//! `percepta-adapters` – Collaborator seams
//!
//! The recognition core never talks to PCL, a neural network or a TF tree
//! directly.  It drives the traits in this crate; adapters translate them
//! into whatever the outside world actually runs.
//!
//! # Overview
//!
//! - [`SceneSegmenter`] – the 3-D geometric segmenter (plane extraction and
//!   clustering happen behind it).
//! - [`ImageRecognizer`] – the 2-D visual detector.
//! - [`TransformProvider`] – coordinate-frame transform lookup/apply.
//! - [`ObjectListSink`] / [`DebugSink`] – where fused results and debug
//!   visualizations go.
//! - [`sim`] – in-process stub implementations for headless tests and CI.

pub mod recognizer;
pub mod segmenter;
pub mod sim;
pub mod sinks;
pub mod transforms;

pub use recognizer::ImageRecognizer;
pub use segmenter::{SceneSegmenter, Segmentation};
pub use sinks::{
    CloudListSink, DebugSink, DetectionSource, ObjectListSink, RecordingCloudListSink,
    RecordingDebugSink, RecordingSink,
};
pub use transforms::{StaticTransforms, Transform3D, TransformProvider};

++++++++

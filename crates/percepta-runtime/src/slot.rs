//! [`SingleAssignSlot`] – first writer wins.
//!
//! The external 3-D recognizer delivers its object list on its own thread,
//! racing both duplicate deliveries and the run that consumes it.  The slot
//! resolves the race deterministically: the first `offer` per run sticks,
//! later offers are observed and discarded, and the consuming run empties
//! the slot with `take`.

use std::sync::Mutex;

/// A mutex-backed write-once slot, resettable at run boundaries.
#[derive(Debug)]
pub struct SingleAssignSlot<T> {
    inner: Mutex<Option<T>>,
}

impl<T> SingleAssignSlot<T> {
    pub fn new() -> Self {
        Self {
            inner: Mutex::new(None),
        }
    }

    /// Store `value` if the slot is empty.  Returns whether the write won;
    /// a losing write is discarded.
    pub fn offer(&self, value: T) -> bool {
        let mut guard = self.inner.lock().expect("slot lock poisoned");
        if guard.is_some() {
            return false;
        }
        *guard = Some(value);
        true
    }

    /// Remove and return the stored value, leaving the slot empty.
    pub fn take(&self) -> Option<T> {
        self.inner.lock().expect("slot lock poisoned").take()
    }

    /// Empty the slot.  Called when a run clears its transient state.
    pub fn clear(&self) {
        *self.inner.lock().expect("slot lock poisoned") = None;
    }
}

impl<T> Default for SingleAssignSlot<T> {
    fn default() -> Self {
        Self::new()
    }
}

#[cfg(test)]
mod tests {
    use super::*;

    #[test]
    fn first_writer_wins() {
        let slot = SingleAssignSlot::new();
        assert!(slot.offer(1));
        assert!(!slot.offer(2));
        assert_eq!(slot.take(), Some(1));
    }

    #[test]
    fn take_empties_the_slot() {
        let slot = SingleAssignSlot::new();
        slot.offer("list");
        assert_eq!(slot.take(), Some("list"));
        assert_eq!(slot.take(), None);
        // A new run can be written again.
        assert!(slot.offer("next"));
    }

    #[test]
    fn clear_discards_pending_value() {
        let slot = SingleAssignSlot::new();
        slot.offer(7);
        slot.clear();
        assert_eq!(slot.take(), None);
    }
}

++++++++

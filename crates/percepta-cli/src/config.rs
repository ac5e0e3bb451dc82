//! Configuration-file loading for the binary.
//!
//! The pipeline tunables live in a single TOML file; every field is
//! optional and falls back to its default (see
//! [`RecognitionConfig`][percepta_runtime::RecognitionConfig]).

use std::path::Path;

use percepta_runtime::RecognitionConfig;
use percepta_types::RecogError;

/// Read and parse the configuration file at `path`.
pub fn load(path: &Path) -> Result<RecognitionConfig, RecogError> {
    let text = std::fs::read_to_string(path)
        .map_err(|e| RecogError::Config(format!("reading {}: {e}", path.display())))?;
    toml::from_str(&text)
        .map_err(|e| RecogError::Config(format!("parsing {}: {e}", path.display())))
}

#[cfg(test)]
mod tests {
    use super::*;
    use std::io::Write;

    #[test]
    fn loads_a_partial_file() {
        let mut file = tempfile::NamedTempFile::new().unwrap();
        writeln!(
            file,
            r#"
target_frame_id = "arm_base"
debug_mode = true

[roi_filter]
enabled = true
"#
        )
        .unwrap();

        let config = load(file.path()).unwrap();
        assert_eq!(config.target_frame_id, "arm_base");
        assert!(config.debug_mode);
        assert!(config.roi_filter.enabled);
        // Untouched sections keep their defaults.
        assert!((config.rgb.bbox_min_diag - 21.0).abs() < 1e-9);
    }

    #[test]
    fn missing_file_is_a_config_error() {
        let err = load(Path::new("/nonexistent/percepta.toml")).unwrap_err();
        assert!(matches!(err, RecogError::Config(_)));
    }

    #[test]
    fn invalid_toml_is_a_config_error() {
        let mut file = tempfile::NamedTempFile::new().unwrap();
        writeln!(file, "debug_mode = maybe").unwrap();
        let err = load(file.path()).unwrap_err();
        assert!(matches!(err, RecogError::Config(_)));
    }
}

++++++++

**Task details:** Check the entries above for the word "format" and copy every line where it turns up.

**The answer:**
        .map_err(|e| RecogError::Config(format!("reading {}: {e}", path.display())))?;
        .map_err(|e| RecogError::Config(format!("parsing {}: {e}", path.display())))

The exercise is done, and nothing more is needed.